Estelle Ferrarese has informed us that her recent book on Adorno and care had been published in English translation (translator: Steven Corcoran) in January by Edinburgh University Press. The complete English title of her book is: The Fragility of Concern for Others: Adorno and the Ethics of Care (2021).

Here’s the flyer.

Here’s the description from the publisher’s page:

A systematic reflection on the social conditions of caring for others

  • Offers a feminist renewal of Adorno’s philosophy
  • Stages a conversation between two strands of theory that, despite the importance that they each grant to human vulnerability, have yet to enter into discussion: the Frankfurt School and the ethics of care
  • Sheds light on the difficulties and the lacuna of Adorno’s Critical Theory concerning patriarchy
  • Highlights the difficulty involved in determining the meaning of a moral act in the capitalist context
  • Brings the work of one of the leading figures of the contemporary French reception of Critical Theory to an English-language audience

Estelle Ferrarese, one of the leading figures of the contemporary French reception of Critical Theory, offers a renewal of the thinking of Theodor W. Adorno. Ferrarese develops our thinking about the social conditions of caring for others, while arguing for an understanding of morality that is materialist and political – always-already political.

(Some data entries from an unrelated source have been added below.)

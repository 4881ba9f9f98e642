pub mod chat_panel;
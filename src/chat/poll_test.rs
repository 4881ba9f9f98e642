use super::*;
use crate::test_support::message;

fn poll_loop() -> PollLoop {
    PollLoop::new(Duration::from_millis(3000), Duration::from_millis(10_000))
}

fn ok_response(messages: Vec<ChatMessage>, last_id: u64) -> FetchResponse {
    FetchResponse { status: ResponseStatus::Ok, messages: Some(messages), last_id: Some(last_id), error: None }
}

// =============================================================
// begin_fetch
// =============================================================

#[test]
fn new_loop_is_active() {
    assert_eq!(poll_loop().status(), PollStatus::Active);
}

#[test]
fn begin_fetch_carries_current_channel_and_cursor() {
    let mut poll = poll_loop();
    let mut session = ChatSession::new(Channel::Location);
    session.cursors.advance(Channel::Location, 5);

    let req = poll.begin_fetch(&session).unwrap();

    assert_eq!(req, FetchRequest { channel: Channel::Location, last_id: 5 });
    assert!(poll.is_in_flight(Channel::Location));
}

#[test]
fn begin_fetch_is_noop_when_stopped() {
    let mut poll = poll_loop();
    poll.stop();
    assert!(poll.begin_fetch(&ChatSession::default()).is_none());
}

#[test]
fn begin_fetch_skips_channel_already_in_flight() {
    let mut poll = poll_loop();
    let mut session = ChatSession::default();
    assert!(poll.begin_fetch(&session).is_some());
    assert!(poll.begin_fetch(&session).is_none());

    session.current = Channel::Trade;
    assert!(poll.begin_fetch(&session).is_some());
}

#[test]
fn start_reactivates_and_returns_interval() {
    let mut poll = poll_loop();
    poll.stop();
    assert_eq!(poll.start(), Duration::from_millis(3000));
    assert!(poll.is_active());
}

// =============================================================
// complete_fetch
// =============================================================

#[test]
fn ok_batch_advances_cursor_and_returns_messages_in_order() {
    let mut poll = poll_loop();
    let mut session = ChatSession::default();
    session.cursors.advance(Channel::World, 5);
    let req = poll.begin_fetch(&session).unwrap();

    let batch = vec![message("1", "a", "one"), message("2", "b", "two")];
    let outcome = poll.complete_fetch(&mut session, req, Ok(ok_response(batch.clone(), 7)));

    assert_eq!(outcome, FetchOutcome::Messages { channel: Channel::World, messages: batch });
    assert_eq!(session.cursors.get(Channel::World), 7);
    assert!(!poll.is_in_flight(Channel::World));
}

#[test]
fn response_applies_to_requested_channel_after_tab_switch() {
    let mut poll = poll_loop();
    let mut session = ChatSession::default();
    let req = poll.begin_fetch(&session).unwrap();
    session.current = Channel::Clan;

    let outcome = poll.complete_fetch(&mut session, req, Ok(ok_response(vec![message("t", "s", "x")], 3)));

    assert!(matches!(outcome, FetchOutcome::Messages { channel: Channel::World, .. }));
    assert_eq!(session.cursors.get(Channel::World), 3);
    assert_eq!(session.cursors.get(Channel::Clan), 0);
}

#[test]
fn empty_or_absent_list_changes_nothing() {
    let mut poll = poll_loop();
    let mut session = ChatSession::default();
    session.cursors.advance(Channel::World, 2);

    let req = poll.begin_fetch(&session).unwrap();
    let outcome = poll.complete_fetch(&mut session, req, Ok(ok_response(Vec::new(), 9)));
    assert_eq!(outcome, FetchOutcome::Empty);

    let req = poll.begin_fetch(&session).unwrap();
    let absent = FetchResponse { status: ResponseStatus::Ok, messages: None, last_id: None, error: None };
    assert_eq!(poll.complete_fetch(&mut session, req, Ok(absent)), FetchOutcome::Empty);

    assert_eq!(session.cursors.get(Channel::World), 2);
}

#[test]
fn server_error_is_reported_without_retry() {
    let mut poll = poll_loop();
    let mut session = ChatSession::default();
    let req = poll.begin_fetch(&session).unwrap();
    let resp = FetchResponse {
        status: ResponseStatus::Error,
        messages: None,
        last_id: None,
        error: Some("not authenticated".to_owned()),
    };

    let outcome = poll.complete_fetch(&mut session, req, Ok(resp));

    assert_eq!(outcome, FetchOutcome::ServerError("not authenticated".to_owned()));
}

#[test]
fn body_without_status_is_a_server_error_without_retry() {
    let mut poll = poll_loop();
    let mut session = ChatSession::default();
    let req = poll.begin_fetch(&session).unwrap();
    let resp: FetchResponse = serde_json::from_str(r#"{"error":"x"}"#).unwrap();

    let outcome = poll.complete_fetch(&mut session, req, Ok(resp));

    assert_eq!(outcome, FetchOutcome::ServerError("x".to_owned()));
}

#[test]
fn messages_without_last_id_are_rejected() {
    let mut poll = poll_loop();
    let mut session = ChatSession::default();
    let req = poll.begin_fetch(&session).unwrap();
    let resp = FetchResponse {
        status: ResponseStatus::Ok,
        messages: Some(vec![message("t", "s", "x")]),
        last_id: None,
        error: None,
    };

    assert!(matches!(poll.complete_fetch(&mut session, req, Ok(resp)), FetchOutcome::ServerError(_)));
    assert_eq!(session.cursors.get(Channel::World), 0);
}

#[test]
fn transport_failure_schedules_one_retry() {
    let mut poll = poll_loop();
    let mut session = ChatSession::default();
    let req = poll.begin_fetch(&session).unwrap();

    let outcome = poll.complete_fetch(&mut session, req, Err(ChatError::HttpStatus(500)));

    assert_eq!(outcome, FetchOutcome::RetryAfter(Duration::from_millis(10_000)));
    assert!(!poll.is_in_flight(Channel::World));
}

#[test]
fn non_transport_error_is_reported_without_retry() {
    let mut poll = poll_loop();
    let mut session = ChatSession::default();
    let req = poll.begin_fetch(&session).unwrap();

    let outcome = poll.complete_fetch(&mut session, req, Err(ChatError::Server("flood".to_owned())));

    assert_eq!(outcome, FetchOutcome::ServerError("flood".to_owned()));
    assert!(!poll.is_in_flight(Channel::World));
    assert!(poll.begin_fetch(&session).is_some());
}

#[test]
fn expired_request_releases_channel_for_next_tick() {
    let mut poll = poll_loop();
    let mut session = ChatSession::default();
    let req = poll.begin_fetch(&session).unwrap();
    assert!(poll.begin_fetch(&session).is_none());

    let timeout = ChatError::Transport("no response within 10000 ms".to_owned());
    let outcome = poll.complete_fetch(&mut session, req, Err(timeout));

    assert_eq!(outcome, FetchOutcome::RetryAfter(Duration::from_millis(10_000)));
    assert_eq!(poll.begin_fetch(&session), Some(FetchRequest { channel: Channel::World, last_id: 0 }));
}

#[test]
fn stopped_loop_still_applies_issued_response() {
    let mut poll = poll_loop();
    let mut session = ChatSession::default();
    let req = poll.begin_fetch(&session).unwrap();
    poll.stop();

    let outcome = poll.complete_fetch(&mut session, req, Ok(ok_response(vec![message("t", "s", "x")], 4)));

    assert!(matches!(outcome, FetchOutcome::Messages { .. }));
    assert_eq!(session.cursors.get(Channel::World), 4);
}

#[test]
fn stopped_loop_does_not_retry() {
    let mut poll = poll_loop();
    let mut session = ChatSession::default();
    let req = poll.begin_fetch(&session).unwrap();
    poll.stop();

    let outcome = poll.complete_fetch(&mut session, req, Err(ChatError::Transport("offline".to_owned())));

    assert_eq!(outcome, FetchOutcome::Dropped);
}

#[test]
fn cursor_is_monotonic_across_successful_fetches() {
    let mut poll = poll_loop();
    let mut session = ChatSession::default();
    let mut previous = 0;
    for last_id in [4, 6, 5, 11, 11, 2, 20] {
        let req = poll.begin_fetch(&session).unwrap();
        poll.complete_fetch(&mut session, req, Ok(ok_response(vec![message("t", "s", "x")], last_id)));
        let now = session.cursors.get(Channel::World);
        assert!(now >= previous, "cursor went from {previous} to {now}");
        previous = now;
    }
    assert_eq!(previous, 20);
}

Taking the social philosopher Adorno as a point of departure, Ferrarese questions this social philosophy by submitting it to ideas deriving from theories of care. She thinks through the mechanisms of the social fragility of caring for others, the moral gesture it enjoins, as well as its political stakes.

In the end, Ferrarese shows that the capitalist form of life, strained by a generalised indifference, produces a compartmentalised attention to others, one limited to very particular tasks and domains and attributed to women.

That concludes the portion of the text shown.